The most striking exemplification, however, of the evil effects of German influence on Mr. Grote's mind is supplied by his dissertation on the Spartan Commonwealth. Though he arrives sometimes at results different from those obtained by Müller, it is obvious that his imagination has been overmastered by the apologetical history of the Dorians, and that his judgment has been betrayed into decisions equally at variance with logic and with history. Still it is in this part of his work that Mr. Grote displays the greatest talent. He sometimes exhibits an inclination to escape altogether from his trammels, and think boldly for himself; but the shadow of his evil genius has too long been over him, so that after a brief effort or two he relapses into mental servitude, and sings the old song as he has been taught to sing it.

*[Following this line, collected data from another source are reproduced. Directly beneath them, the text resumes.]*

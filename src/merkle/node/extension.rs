// Copyright (C) 2023, Ava Labs, Inc. All rights reserved.
// See the file LICENSE.md for licensing terms.

use super::{NodeRef, PartialPath, LEAF_NODE_SIZE};
use rlp::RlpStream;
use std::fmt::{Debug, Error as FmtError, Formatter};

#[derive(PartialEq, Eq, Clone)]
pub struct ExtNode {
    pub(crate) path: PartialPath,
    pub(crate) child: NodeRef,
}

impl Debug for ExtNode {
    fn fmt(&self, f: &mut Formatter<'_>) -> Result<(), FmtError> {
        write!(f, "[Extension {:?} {:?}]", self.path, self.child)
    }
}

impl ExtNode {
    pub fn new<P: Into<PartialPath>>(path: P, child: NodeRef) -> Self {
        Self {
            path: path.into(),
            child,
        }
    }

    pub const fn path(&self) -> &PartialPath {
        &self.path
    }

    pub const fn child(&self) -> &NodeRef {
        &self.child
    }

    pub(super) fn encode(&self) -> Vec<u8> {
        let mut stream = RlpStream::new_list(LEAF_NODE_SIZE);
        stream.append(&self.path.encode(false).as_slice());
        self.child.append_to(&mut stream);
        stream.out().to_vec()
    }
}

Ŏur own temper of mind by no means disposes us to defer slavishly to the authority of any writers, ancient or modern. We put no blind faith in Plutarch or Isocrates, or Plato or Aristotle, still less in such authors as Myron of Pryene. But, taking all things into consideration, it does appear to us somewhat probable that men who lived contemporary with the Spartans-who had access to many hundreds of works now lost-who had the advantage of conversing familiarly with the most instructed among the disciples of Lycurgus, and who were besides inclined to inquiry and investigation, occupied at least a better position for acquiring correct knowledge than any professor whatever of Bonn or Göttingen. Yet Mr. Grote thinks it more safe to accept the authority of Mr. Müller than that of the most accurate among the ancients. We allude more especially to the subject of the Crypteia. Greek writers of grave character affirm that the Spartan Ephori annually proclaimed war against the Helots, that by a sort of jesuitical sleight of conscience they might appear to themselves justified in attacking and cutting them off secretly. But Mr. Grote, faithfully repeating the words of Ottfried Müller, asks if it be at all likely that the Spartan serfs, if made war upon by proclamation, would submit quietly to be so dealt with by their masters.

They who desire to measure the extent of their submissiveness, may read and consider the account given by Thucydides of the most wanton and fearful massacre recorded in Grecian history, which was perpetrated against these men. Sparta, which lived in perpetual fear of them, on one occasion, when her apprehensions were more pungent than usual, conceived a stratagem for getting the most daring of the Helots

into her hands. Promising freedom to the boldest and bravest, who would consent to take up arms in her cause, she thus inveigled two thousand to come forward as volunteers. These gallant Peloponnesians having been received into the city with demonstrations of joy, were manumitted, and applauded and crowned, and led triumphantly round the temples, in order to place them as it were under the peculiar protection of the gods of Sparta. But after the conclusion of this imposing ceremony they immediately disappeared, nor was the manner of their death or one of their bodies ever discovered. There were deep pits at the foot of Taygetus, into which the Spartans cast their surplus children, and these probably would have been the place to search for the bodies of the two thousand Helots. This was an act somewhat more significant than the proclamation of war made by the Ephori; not publicly, however, but in the senate, with closed doors, and out of hearing of every Helot, in Laconia. They proclaimed as a Jesuit swears, sotto voce, not being desirous that the world should know anything of the matter.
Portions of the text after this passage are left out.